Knot ratio. Number of internal intervals used for defining 1 knot in B-spline basis construction. See MortSmooth_bbase.

deg

Degree of the splines needed to create equally-spaced B-splines basis over an abscissa of data.

int.lambda

If lambda is optimized an interval to be searched needs to be specified. Format: vector containing the end-points.

diff

An integer indicating the order of differences of the components of PCLM coefficients. Default value: 2.

opt.method

Selection criterion of the model. Possible values are "AIC" and "BIC". Default: "BIC".

max.iter

Maximal number of iterations used in fitting procedure.

tol

Relative tolerance in PCLM fitting procedure. Default: 0.1% i.e. the estimated aggregate bins should be in the 0.1% error margin.

Value

A list with exactly eight control parameters.

See Also

pclm

Examples

control.pclm()

Auxiliary for Controlling pclm2D Fitting

Description

Auxiliary for Controlling pclm2D Fitting

Usage

control.pclm2D(lambda     = c(1, 1),
               kr         = 7,
               deg        = 3,
               int.lambda = c(0.1, 1e+3),
               diff       = 2,
               opt.method = c("BIC", "AIC"),
               max.iter   = 1e+3,
               tol        = 1e-3)

Arguments

lambda

Smoothing parameter to be used in pclm estimation. If lambda = NA an algorithm will find the optimal values.

kr

Knot ratio. Number of internal intervals used for defining 1 knot in B-spline basis construction. See MortSmooth_bbase.

deg

Degree of the splines needed to create equally-spaced B-splines basis over an abscissa of data.

int.lambda

If lambda is optimized an interval to be searched needs to be specified. Format: vector containing the end-points.

diff

An integer indicating the order of differences of the components of PCLM coefficients. Default value: 2.

opt.method

Selection criterion of the model. Possible values are "AIC" and "BIC". Default: "BIC".

max.iter

Maximal number of iterations used in fitting procedure.

tol

Relative tolerance in PCLM fitting procedure. Default: 0.1% i.e. the estimated aggregate bins should be in the 0.1% error margin.

Value

A list with exactly eight control parameters.

See Also

pclm2D

Examples

control.pclm2D()

Univariate Penalized Composite Link Model (PCLM)

Description

Fit univariate penalized composite link model (PCLM) to ungroup binned count data, e.g. age-at-death distributions grouped in age classes.

Usage

pclm(
  x,
  y,
  nlast,
  offset = NULL,
  out.step = 1,
  ci.level = 95,
  verbose = FALSE,
  control = list()
)

Arguments

x

Vector containing the starting values of the input intervals/bins. For example: if we have 3 bins [0,5), [5,10) and [10, 15), x will be defined by the vector: c(0, 5, 10).

y

Vector with counts to be ungrouped. It must have the same dimension as x.

nlast

Length of the last interval. In the example above nlast would be 5.

offset

Optional offset term to calculate smooth mortality rates. A vector of the same length as x and y. See Rizzi et al. (2015) for further details.

out.step

Length of estimated intervals in output. Values between 0.1 and 1 are accepted. Default: 1.

ci.level

Level of significance for computing confidence intervals. Default: 95.

verbose

Logical value. Indicates whether a progress bar should be shown or not. Default: FALSE.

control

List with additional parameters:

  • lambda – Smoothing parameter to be used in pclm estimation. If lambda = NA an algorithm will find the optimal values.

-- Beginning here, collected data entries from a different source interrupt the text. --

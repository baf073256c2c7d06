//! HID report types, descriptor parsing and the outbound wire format.
//!
//! Inbound reports from attached devices are decoded either by their
//! boot-protocol layout or through [`report_protocol`]'s parsed field
//! tables. Outbound reports to the downstream host follow the combined
//! keyboard+mouse+consumer descriptor below.

pub mod keyboard;
pub mod mouse;
pub mod report_protocol;

#[cfg(test)]
mod tests;

/// Report descriptor for the combined HID interface presented to the
/// downstream host.
///
/// This byte table is a fixed contract: the encoder's wire formats in
/// [`keyboard`] and [`mouse`] must match it bit for bit. It declares
/// three top-level collections:
///
/// - Keyboard (Report ID 2): modifier bitfield plus a 112-bit key
///   bitmap for keycodes 0x04..=0x73, with an LED output report
///   (Report ID 98)
/// - Mouse (Report ID 1): 8 buttons, 16-bit X/Y/wheel/AC-pan, with
///   resolution-multiplier feature reports (Report ID 99)
/// - Consumer Control (Report ID 3): media keys
///
/// The feature reports are acknowledged by the device glue but carry
/// no behaviour, and the consumer report is never generated by the
/// pipeline.
#[rustfmt::skip]
pub const COMBINED_REPORT_DESCRIPTOR: &[u8] = &[
    // - Keyboard (Report ID 2) -
    0x05, 0x01,       // Usage Page (Generic Desktop)
    0x09, 0x06,       // Usage (Keyboard)
    0xA1, 0x01,       // Collection (Application)
    0x85, 0x02,       //   Report ID (2)
    0x05, 0x07,       //   Usage Page (Keyboard/Keypad)
    0x19, 0xE0,       //   Usage Minimum (Left Control)
    0x29, 0xE7,       //   Usage Maximum (Right GUI)
    0x15, 0x00,       //   Logical Minimum (0)
    0x25, 0x01,       //   Logical Maximum (1)
    0x75, 0x01,       //   Report Size (1)
    0x95, 0x08,       //   Report Count (8)
    0x81, 0x02,       //   Input (Data, Variable, Absolute)
    0x19, 0x04,       //   Usage Minimum (0x04)
    0x29, 0x73,       //   Usage Maximum (0x73)
    0x95, 0x70,       //   Report Count (112)
    0x81, 0x02,       //   Input (Data, Variable, Absolute)
    0x19, 0x87,       //   Usage Minimum (International1)
    0x29, 0x8B,       //   Usage Maximum (LANG2)
    0x95, 0x05,       //   Report Count (5)
    0x81, 0x02,       //   Input (Data, Variable, Absolute)
    0x09, 0x90,       //   Usage (LANG1)
    0x09, 0x91,       //   Usage (LANG2)
    0x95, 0x02,       //   Report Count (2)
    0x81, 0x02,       //   Input (Data, Variable, Absolute)
    0x95, 0x01,       //   Report Count (1)
    0x81, 0x03,       //   Input (Constant) - padding
    0x85, 0x62,       //   Report ID (98)
    0x05, 0x08,       //   Usage Page (LEDs)
    0x95, 0x05,       //   Report Count (5)
    0x19, 0x01,       //   Usage Minimum (Num Lock)
    0x29, 0x05,       //   Usage Maximum (Kana)
    0x91, 0x02,       //   Output (Data, Variable, Absolute)
    0x95, 0x01,       //   Report Count (1)
    0x75, 0x03,       //   Report Size (3)
    0x91, 0x03,       //   Output (Constant) - padding
    0xC0,             // End Collection
    //
    // - Mouse (Report ID 1) -
    0x05, 0x01,       // Usage Page (Generic Desktop)
    0x09, 0x02,       // Usage (Mouse)
    0xA1, 0x01,       // Collection (Application)
    0x05, 0x01,       //   Usage Page (Generic Desktop)
    0x09, 0x02,       //   Usage (Mouse)
    0xA1, 0x02,       //   Collection (Logical)
    0x85, 0x01,       //     Report ID (1)
    0x09, 0x01,       //     Usage (Pointer)
    0xA1, 0x00,       //     Collection (Physical)
    0x05, 0x09,       //       Usage Page (Button)
    0x19, 0x01,       //       Usage Minimum (Button 1)
    0x29, 0x08,       //       Usage Maximum (Button 8)
    0x95, 0x08,       //       Report Count (8)
    0x75, 0x01,       //       Report Size (1)
    0x25, 0x01,       //       Logical Maximum (1)
    0x81, 0x02,       //       Input (Data, Variable, Absolute)
    0x05, 0x01,       //       Usage Page (Generic Desktop)
    0x09, 0x30,       //       Usage (X)
    0x09, 0x31,       //       Usage (Y)
    0x95, 0x02,       //       Report Count (2)
    0x75, 0x10,       //       Report Size (16)
    0x16, 0x00, 0x80, //       Logical Minimum (-32768)
    0x26, 0xFF, 0x7F, //       Logical Maximum (32767)
    0x81, 0x06,       //       Input (Data, Variable, Relative)
    0xA1, 0x02,       //       Collection (Logical)
    0x85, 0x63,       //         Report ID (99)
    0x09, 0x48,       //         Usage (Resolution Multiplier)
    0x95, 0x01,       //         Report Count (1)
    0x75, 0x02,       //         Report Size (2)
    0x15, 0x00,       //         Logical Minimum (0)
    0x25, 0x01,       //         Logical Maximum (1)
    0x35, 0x01,       //         Physical Minimum (1)
    0x45, 0x78,       //         Physical Maximum (120)
    0xB1, 0x02,       //         Feature (Data, Variable, Absolute)
    0x85, 0x01,       //         Report ID (1)
    0x09, 0x38,       //         Usage (Wheel)
    0x35, 0x00,       //         Physical Minimum (0)
    0x45, 0x00,       //         Physical Maximum (0)
    0x16, 0x00, 0x80, //         Logical Minimum (-32768)
    0x26, 0xFF, 0x7F, //         Logical Maximum (32767)
    0x75, 0x10,       //         Report Size (16)
    0x81, 0x06,       //         Input (Data, Variable, Relative)
    0xC0,             //       End Collection
    0xA1, 0x02,       //       Collection (Logical)
    0x85, 0x63,       //         Report ID (99)
    0x09, 0x48,       //         Usage (Resolution Multiplier)
    0x75, 0x02,       //         Report Size (2)
    0x15, 0x00,       //         Logical Minimum (0)
    0x25, 0x01,       //         Logical Maximum (1)
    0x35, 0x01,       //         Physical Minimum (1)
    0x45, 0x78,       //         Physical Maximum (120)
    0xB1, 0x02,       //         Feature (Data, Variable, Absolute)
    0x35, 0x00,       //         Physical Minimum (0)
    0x45, 0x00,       //         Physical Maximum (0)
    0x75, 0x04,       //         Report Size (4)
    0xB1, 0x03,       //         Feature (Constant) - padding
    0x85, 0x01,       //         Report ID (1)
    0x05, 0x0C,       //         Usage Page (Consumer)
    0x16, 0x00, 0x80, //         Logical Minimum (-32768)
    0x26, 0xFF, 0x7F, //         Logical Maximum (32767)
    0x75, 0x10,       //         Report Size (16)
    0x0A, 0x38, 0x02, //         Usage (AC Pan)
    0x81, 0x06,       //         Input (Data, Variable, Relative)
    0xC0,             //       End Collection
    0xC0,             //     End Collection
    0xC0,             //   End Collection
    0xC0,             // End Collection
    //
    // - Consumer Control (Report ID 3) -
    0x05, 0x0C,       // Usage Page (Consumer)
    0x09, 0x01,       // Usage (Consumer Control)
    0xA1, 0x01,       // Collection (Application)
    0x85, 0x03,       //   Report ID (3)
    0x15, 0x00,       //   Logical Minimum (0)
    0x25, 0x01,       //   Logical Maximum (1)
    0x09, 0xB5,       //   Usage (Scan Next Track)
    0x09, 0xB6,       //   Usage (Scan Previous Track)
    0x09, 0xB7,       //   Usage (Stop)
    0x09, 0xCD,       //   Usage (Play/Pause)
    0x09, 0xE2,       //   Usage (Mute)
    0x09, 0xE9,       //   Usage (Volume Increment)
    0x09, 0xEA,       //   Usage (Volume Decrement)
    0x75, 0x01,       //   Report Size (1)
    0x95, 0x07,       //   Report Count (7)
    0x81, 0x02,       //   Input (Data, Variable, Absolute)
    0x05, 0x0B,       //   Usage Page (Telephony)
    0x09, 0x2F,       //   Usage (Phone Mute)
    0x95, 0x01,       //   Report Count (1)
    0x81, 0x02,       //   Input (Data, Variable, Absolute)
    0xC0,             // End Collection
];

  • kr – Knot ratio. Number of internal intervals used for defining 1 knot in B-spline basis construction. See MortSmooth_bbase.

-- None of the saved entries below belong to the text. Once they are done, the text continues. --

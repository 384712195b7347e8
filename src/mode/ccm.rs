//! CCM: counter mode with a CBC-MAC over a length-prefixed header
//! (NIST SP 800-38C).

use crate::aes::Aes;
use crate::bits::BitArray;
use crate::error::{Result, StrongboxError};
use crate::mode::xor4;

/// Encrypts `plaintext` under `iv` (a nonce of at least 7 bytes, clamped to
/// the 15 − L bytes the length field leaves room for), authenticating
/// `adata` alongside. Returns `ciphertext ‖ tag`.
pub fn encrypt(
    cipher: &Aes,
    plaintext: &BitArray,
    iv: &BitArray,
    adata: &BitArray,
    tag_bits: usize,
) -> Result<BitArray> {
    let iv_bytes = iv.bit_length() / 8;
    if iv_bytes < 7 {
        return Err(StrongboxError::Invalid(
            "ccm: iv must be at least 7 bytes".to_string(),
        ));
    }
    let msg_bytes = plaintext.bit_length() / 8;
    let l = length_field_bytes(msg_bytes, iv_bytes);
    let nonce = iv.clamp(8 * (15 - l));

    let tag = compute_tag(cipher, plaintext, &nonce, adata, tag_bits, l)?;
    let (data, tag) = ctr_transform(cipher, plaintext, &nonce, &tag, tag_bits, l);
    Ok(data.concat(&tag))
}

/// Verifies and decrypts `ciphertext ‖ tag`. The tag is recomputed over the
/// recovered plaintext and compared in constant structure before anything is
/// returned.
pub fn decrypt(
    cipher: &Aes,
    ciphertext: &BitArray,
    iv: &BitArray,
    adata: &BitArray,
    tag_bits: usize,
) -> Result<BitArray> {
    let iv_bytes = iv.bit_length() / 8;
    if iv_bytes < 7 {
        return Err(StrongboxError::Invalid(
            "ccm: iv must be at least 7 bytes".to_string(),
        ));
    }
    let total_bits = ciphertext.bit_length();
    if total_bits < tag_bits {
        return Err(StrongboxError::Corrupt(
            "ccm: tag doesn't match".to_string(),
        ));
    }
    let body = ciphertext.clamp(total_bits - tag_bits);
    let tag = ciphertext.bit_slice_from(total_bits - tag_bits);
    let msg_bytes = (total_bits - tag_bits) / 8;
    let l = length_field_bytes(msg_bytes, iv_bytes);
    let nonce = iv.clamp(8 * (15 - l));

    let (data, recovered_mac) = ctr_transform(cipher, &body, &nonce, &tag, tag_bits, l);
    let expected_mac = compute_tag(cipher, &data, &nonce, adata, tag_bits, l)?;
    if !recovered_mac.ct_eq(&expected_mac) {
        return Err(StrongboxError::Corrupt(
            "ccm: tag doesn't match".to_string(),
        ));
    }
    Ok(data)
}

/// Width in bytes of the message-length field: wide enough for the message,
/// at least what the nonce leaves free. Nonces of 13 bytes or more leave the
/// field at its message-driven width and get clamped to the remaining room.
fn length_field_bytes(msg_bytes: usize, iv_bytes: usize) -> usize {
    let mut l = 2;
    while l < 4 && (msg_bytes >> (8 * l)) > 0 {
        l += 1;
    }
    if l + iv_bytes < 15 {
        l = 15 - iv_bytes;
    }
    l
}

/// CBC-MAC over the flags/nonce/length header, the length-prefixed
/// associated data, then the message, clamped to the tag length.
fn compute_tag(
    cipher: &Aes,
    data: &BitArray,
    nonce: &BitArray,
    adata: &BitArray,
    tag_bits: usize,
    l: usize,
) -> Result<BitArray> {
    if tag_bits % 16 != 0 || !(32..=128).contains(&tag_bits) {
        return Err(StrongboxError::Invalid(
            "ccm: invalid tag length".to_string(),
        ));
    }
    if adata.words().len() > 0xffff_ffff || data.words().len() > 0xffff_ffff {
        return Err(StrongboxError::Bug(
            "ccm: can't deal with 4GiB or more data".to_string(),
        ));
    }
    let tag_bytes = tag_bits / 8;

    let flags = (if adata.is_empty() { 0 } else { 64 }) | (tag_bytes - 2) << 2 | (l - 1);
    let mut block0 = BitArray::partial(8, flags as u32).concat(nonce).block4(0);
    block0[3] |= data.bit_length() as u32 / 8;
    let mut mac = cipher.encrypt_block(block0);

    if !adata.is_empty() {
        let a_bytes = adata.bit_length() / 8;
        let length_field = if a_bytes <= 0xfeff {
            BitArray::partial(16, a_bytes as u32)
        } else {
            BitArray::partial(16, 0xfffe).concat(&BitArray::from_words(vec![a_bytes as u32]))
        };
        let framed = length_field.concat(adata);
        let mut i = 0;
        while i < framed.words().len() {
            mac = cipher.encrypt_block(xor4(mac, framed.block4(i)));
            i += 4;
        }
    }

    let mut i = 0;
    while i < data.words().len() {
        mac = cipher.encrypt_block(xor4(mac, data.block4(i)));
        i += 4;
    }

    Ok(BitArray::from_words(mac.to_vec()).clamp(tag_bits))
}

/// Counter-mode pass, shared by both directions. Encrypts the tag with
/// counter 0, the data with counters 1..; returns the transformed data and
/// tag. Feeding an encrypted tag recovers the raw CBC-MAC and vice versa.
fn ctr_transform(
    cipher: &Aes,
    data: &BitArray,
    nonce: &BitArray,
    tag: &BitArray,
    tag_bits: usize,
    l: usize,
) -> (BitArray, BitArray) {
    let mut ctr = BitArray::partial(8, (l - 1) as u32).concat(nonce).block4(0);
    let enc0 = cipher.encrypt_block(ctr);
    let tag_out = BitArray::from_words(xor4(tag.block4(0), enc0).to_vec()).clamp(tag_bits);

    let bit_len = data.bit_length();
    if data.words().is_empty() {
        return (BitArray::new(), tag_out);
    }
    let mut words = data.words().to_vec();
    let n = words.len();
    let mut i = 0;
    while i < n {
        ctr[3] = ctr[3].wrapping_add(1);
        let keystream = cipher.encrypt_block(ctr);
        for (t, k) in keystream.iter().enumerate() {
            if i + t < n {
                words[i + t] ^= k;
            }
        }
        i += 4;
    }
    (BitArray::from_parts(words, bit_len), tag_out)
}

  • deg – Degree of the splines needed to create equally-spaced B-splines basis over an abscissa of data.

  • int.lambda – If lambda is optimized an interval to be searched needs to be specified. Format: vector containing the end-points.

  • diff – An integer indicating the order of differences of the components of PCLM coefficients.

  • opt.method – Selection criterion of the model. Possible values are "AIC" and "BIC".

  • max.iter – Maximal number of iterations used in fitting procedure.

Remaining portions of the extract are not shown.